» **ABOUT THIS EXERCISE**
Copy every line of the records below that holds the word "level".

» **Records excerpted from a collection**

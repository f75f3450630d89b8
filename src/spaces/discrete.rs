use std::fmt;

use rand::Rng;

use crate::error::GymError;

/// A space of integers `{0, 1, ..., n - 1}`
#[derive(Debug, Clone, Copy, PartialEq, Eq)]
pub struct Discrete {
    n: usize,
}

impl Discrete {
    /// Create a discrete space with `n` elements
    ///
    /// # Panics
    ///
    /// Panics if `n` is zero or exceeds `i64::MAX`. Use [`Discrete::try_new`]
    /// for untrusted input.
    pub fn new(n: usize) -> Self {
        assert!(n > 0, "Discrete space must have at least one element");
        assert!(n as u64 <= i64::MAX as u64, "Discrete space elements must fit in i64");
        Self { n }
    }

    /// Create a discrete space, rejecting empty or oversized ones
    pub fn try_new(n: usize) -> Result<Self, GymError> {
        if n == 0 {
            return Err(GymError::InvalidSpace("Discrete space needs n > 0".to_string()));
        }
        if n as u64 > i64::MAX as u64 {
            return Err(GymError::InvalidSpace(format!("Discrete({}) exceeds i64 range", n)));
        }
        Ok(Self { n })
    }

    /// Number of elements
    pub fn n(&self) -> usize {
        self.n
    }

    /// Draw an element uniformly at random
    pub fn sample<R: Rng + ?Sized>(&self, rng: &mut R) -> i64 {
        rng.gen_range(0..self.n as i64)
    }

    /// Check membership
    pub fn contains(&self, x: i64) -> bool {
        x >= 0 && (x as u64) < self.n as u64
    }
}

impl fmt::Display for Discrete {
    fn fmt(&self, f: &mut fmt::Formatter<'_>) -> fmt::Result {
        write!(f, "Discrete({})", self.n)
    }
}

#[cfg(test)]
mod tests {
    use rand::{SeedableRng, rngs::StdRng};

    use super::*;

    #[test]
    fn test_discrete_sample_is_contained() {
        let space = Discrete::new(8);
        let mut rng = StdRng::seed_from_u64(7);

        for _ in 0..1000 {
            let x = space.sample(&mut rng);
            assert!(space.contains(x), "Sample {} should be in {}", x, space);
        }
        assert_eq!(space.n(), 8);
    }

    #[test]
    fn test_discrete_covers_all_values() {
        let space = Discrete::new(3);
        let mut rng = StdRng::seed_from_u64(0);
        let mut seen = [false; 3];

        for _ in 0..200 {
            seen[space.sample(&mut rng) as usize] = true;
        }
        assert!(seen.iter().all(|&s| s), "All actions should be sampled eventually");
    }

    #[test]
    fn test_discrete_contains_bounds() {
        let space = Discrete::new(2);
        assert!(space.contains(0));
        assert!(space.contains(1));
        assert!(!space.contains(2));
        assert!(!space.contains(-1));
    }

    #[test]
    fn test_discrete_rejects_empty() {
        assert!(Discrete::try_new(0).is_err());
    }

    #[test]
    #[should_panic(expected = "at least one element")]
    fn test_discrete_new_panics_on_empty() {
        Discrete::new(0);
    }

    #[test]
    fn test_discrete_rejects_sizes_beyond_i64() {
        assert!(Discrete::try_new(usize::MAX).is_err());
        assert!(Discrete::try_new(i64::MAX as usize).is_ok());
    }

    #[test]
    fn test_discrete_largest_space_samples() {
        let space = Discrete::new(i64::MAX as usize);
        let mut rng = StdRng::seed_from_u64(4);

        for _ in 0..100 {
            assert!(space.contains(space.sample(&mut rng)));
        }
    }

    #[test]
    #[should_panic(expected = "fit in i64")]
    fn test_discrete_new_panics_beyond_i64() {
        Discrete::new(usize::MAX);
    }

    #[test]
    fn test_discrete_display() {
        assert_eq!(Discrete::new(2).to_string(), "Discrete(2)");
    }
}
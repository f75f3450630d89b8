//! Text rendering for environments
//!
//! Environments draw themselves onto a fixed-width one-dimensional track.
//! `Ansi` hands the frame back to the caller; `Human` additionally emits it
//! through `tracing` at debug level so tight render/step loops stay quiet
//! unless asked for.

use std::fmt;

/// Width of the rendered track in characters
pub const TRACK_WIDTH: usize = 61;

/// How `Environment::render` should present a frame
#[derive(Debug, Clone, Copy, PartialEq, Eq, Default)]
pub enum RenderMode {
    /// Display the frame (debug-level log output)
    #[default]
    Human,

    /// Return the frame as text without displaying it
    Ansi,
}

/// A rendered frame
#[derive(Debug, Clone, PartialEq)]
pub enum Frame {
    /// Multi-line text drawing
    Text(String),
}

impl Frame {
    /// Frame contents as text
    pub fn as_text(&self) -> &str {
        match self {
            Frame::Text(text) => text,
        }
    }
}

impl fmt::Display for Frame {
    fn fmt(&self, f: &mut fmt::Formatter<'_>) -> fmt::Result {
        f.write_str(self.as_text())
    }
}

/// Map `value` in `[min, max]` to a column on the track
pub fn column(value: f32, min: f32, max: f32) -> usize {
    let span = (max - min).max(f32::EPSILON);
    let t = ((value - min) / span).clamp(0.0, 1.0);
    (t * (TRACK_WIDTH - 1) as f32).round() as usize
}

/// Draw a track with `marker` at `col`, an optional `flag` column and a
/// line of text above the track
pub fn track(col: usize, marker: char, flag: Option<usize>, header: &str) -> Frame {
    let mut row: Vec<char> = vec!['_'; TRACK_WIDTH];
    if let Some(flag) = flag {
        row[flag.min(TRACK_WIDTH - 1)] = '|';
    }
    row[col.min(TRACK_WIDTH - 1)] = marker;

    let row: String = row.into_iter().collect();
    Frame::Text(format!("{}\n{}", header, row))
}

/// Present a frame according to `mode` and return it
pub fn present(frame: Frame, mode: RenderMode) -> Frame {
    if mode == RenderMode::Human {
        tracing::debug!("\n{}", frame);
    }
    frame
}

#[cfg(test)]
mod tests {
    use super::*;

    #[test]
    fn test_column_clamps() {
        assert_eq!(column(-10.0, -1.0, 1.0), 0);
        assert_eq!(column(10.0, -1.0, 1.0), TRACK_WIDTH - 1);
        assert_eq!(column(0.0, -1.0, 1.0), TRACK_WIDTH / 2);
    }

    #[test]
    fn test_track_marks_positions() {
        let frame = track(5, 'C', Some(50), "header");
        let text = frame.as_text();
        let lines: Vec<&str> = text.lines().collect();

        assert_eq!(lines.len(), 2);
        assert_eq!(lines[0], "header");
        assert_eq!(lines[1].chars().count(), TRACK_WIDTH);
        assert_eq!(lines[1].chars().nth(5), Some('C'));
        assert_eq!(lines[1].chars().nth(50), Some('|'));
    }

    #[test]
    fn test_marker_wins_over_flag() {
        let frame = track(10, 'C', Some(10), "");
        assert_eq!(frame.as_text().lines().nth(1).unwrap().chars().nth(10), Some('C'));
    }
}
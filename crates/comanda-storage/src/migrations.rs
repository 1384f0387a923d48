// SPDX-FileCopyrightText: 2026 Comanda Contributors
// SPDX-License-Identifier: MIT OR Apache-2.0

//! Embedded database migrations using refinery.
//!
//! SQL migration files are compiled into the binary via `embed_migrations!`
//! and run automatically when the database is opened.

use comanda_core::ComandaError;

mod embedded {
    use refinery::embed_migrations;
    embed_migrations!("migrations");
}

/// Run all pending migrations against the given connection.
///
/// Refinery tracks applied migrations in its own `refinery_schema_history` table.
pub fn run_migrations(conn: &mut rusqlite::Connection) -> Result<(), ComandaError> {
    embedded::migrations::runner()
        .run(conn)
        .map_err(|e| ComandaError::Storage {
            source: Box::new(e),
        })?;
    Ok(())
}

» **ANSWER AREA**
//! through `tracing` at debug level so tight render/step loops stay quiet
    /// Display the frame (debug-level log output)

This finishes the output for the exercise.